### TASK
In the data below, find the line containing "use tracing_subscriber::EnvFilter;", then set down that line and every later line up to and including the line containing "if let Err(err)", exactly.

### SUPPLIED DATA
- - - -
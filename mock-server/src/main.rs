use std::io::IsTerminal;

use mock_server::ServerConfig;
use tokio::net::TcpListener;
use tracing_subscriber::EnvFilter;

#[tokio::main]
async fn main() -> Result<(), Box<dyn std::error::Error>> {
    let filter = EnvFilter::try_from_default_env().unwrap_or_else(|_| EnvFilter::new("info"));
    tracing_subscriber::fmt()
        .with_env_filter(filter)
        .with_writer(std::io::stderr)
        .with_ansi(std::io::stderr().is_terminal())
        .init();

    let config = ServerConfig::from_env()?;
    let port = std::env::var("PORT").unwrap_or_else(|_| "34567".to_string());
    let addr = format!("127.0.0.1:{port}");
    let listener = TcpListener::bind(&addr).await?;
    tracing::info!(
        %addr,
        root = %config.server_root.display(),
        signature = %config.signature,
        "listening"
    );
    mock_server::run_until(listener, config, shutdown_signal()).await?;
    tracing::info!("shut down");
    Ok(())
}

async fn shutdown_signal() {
    if let Err(err) = tokio::signal::ctrl_c().await {
        tracing::error!(%err, "cannot listen for ctrl-c");
        std::future::pending::<()>().await;
    }
    tracing::info!("got ctrl-c, draining connections");
}
fn fill_form(ctrl: &mut Ctrl, title: &str, author: &str, year: &str) {
    let form = ctrl.form_mut().expect("book form open");
    form.title = title.into();
    form.author = author.into();
    form.year = year.into();
}

// 1) Startup probes health and loads the list
#[test]
fn startup_loads_books_and_checks_health() {
    let api = MockApi::with_books(vec![mk_book("1", "Dune", "Herbert", 1965)]);
    let (ctrl, exec) = setup(api, MemoryTokenStore::default());
    assert_eq!(exec.api.names(), vec!["health", "list"]);
    assert_eq!(ctrl.state.books.len(), 1);
    assert_eq!(ctrl.state.visible.len(), 1);
    assert_eq!(ctrl.state.stats.total, 1);
    assert_eq!(ctrl.state.stats.avg_year, 1965);
    assert!(!ctrl.state.loading);
    assert_eq!(ctrl.state.server, book_manager::app::ServerStatus::Healthy);
    // logged out: no bearer on the list call
    assert_eq!(exec.api.calls.borrow()[1].1, None);
}

// 2) Failed list degrades to an empty cache and an error toast
#[test]
fn failed_list_shows_empty_state_and_toast() {
    let mut api = MockApi::with_books(vec![mk_book("1", "Dune", "Herbert", 1965)]);
    api.fail_list = Some(ApiError::transport("connection refused"));
    let (ctrl, _exec) = setup(api, MemoryTokenStore::default());
    assert!(ctrl.state.books.is_empty());
    assert!(!ctrl.state.loading);
    assert_eq!(ctrl.state.grid(), book_manager::app::GridView::Empty);
    assert_eq!(last_toast(&ctrl), (ToastKind::Error, "Failed to load books".to_string()));
}

// 3) Search over the cache
#[test]
fn search_dune_and_xyz() {
    let api = MockApi::with_books(vec![mk_book("1", "Dune", "Herbert", 1965)]);
    let (mut ctrl, exec) = setup(api, MemoryTokenStore::default());
    ctrl.set_search("dune");
    assert_eq!(ctrl.state.visible, vec![mk_book("1", "Dune", "Herbert", 1965)]);
    ctrl.set_search("xyz");
    assert!(ctrl.state.visible.is_empty());
    assert_eq!(ctrl.state.books.len(), 1);
    ctrl.set_search("");
    assert_eq!(ctrl.state.visible.len(), 1);
    // filtering never calls the server
    assert_eq!(exec.api.count("list"), 1);
}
- - - -
### ANSWER BOX
use tracing_subscriber::EnvFilter;

#[tokio::main]
async fn main() -> Result<(), Box<dyn std::error::Error>> {
    let filter = EnvFilter::try_from_default_env().unwrap_or_else(|_| EnvFilter::new("info"));
    tracing_subscriber::fmt()
        .with_env_filter(filter)
        .with_writer(std::io::stderr)
        .with_ansi(std::io::stderr().is_terminal())
        .init();

    let config = ServerConfig::from_env()?;
    let port = std::env::var("PORT").unwrap_or_else(|_| "34567".to_string());
    let addr = format!("127.0.0.1:{port}");
    let listener = TcpListener::bind(&addr).await?;
    tracing::info!(
        %addr,
        root = %config.server_root.display(),
        signature = %config.signature,
        "listening"
    );
    mock_server::run_until(listener, config, shutdown_signal()).await?;
    tracing::info!("shut down");
    Ok(())
}

async fn shutdown_signal() {
    if let Err(err) = tokio::signal::ctrl_c().await {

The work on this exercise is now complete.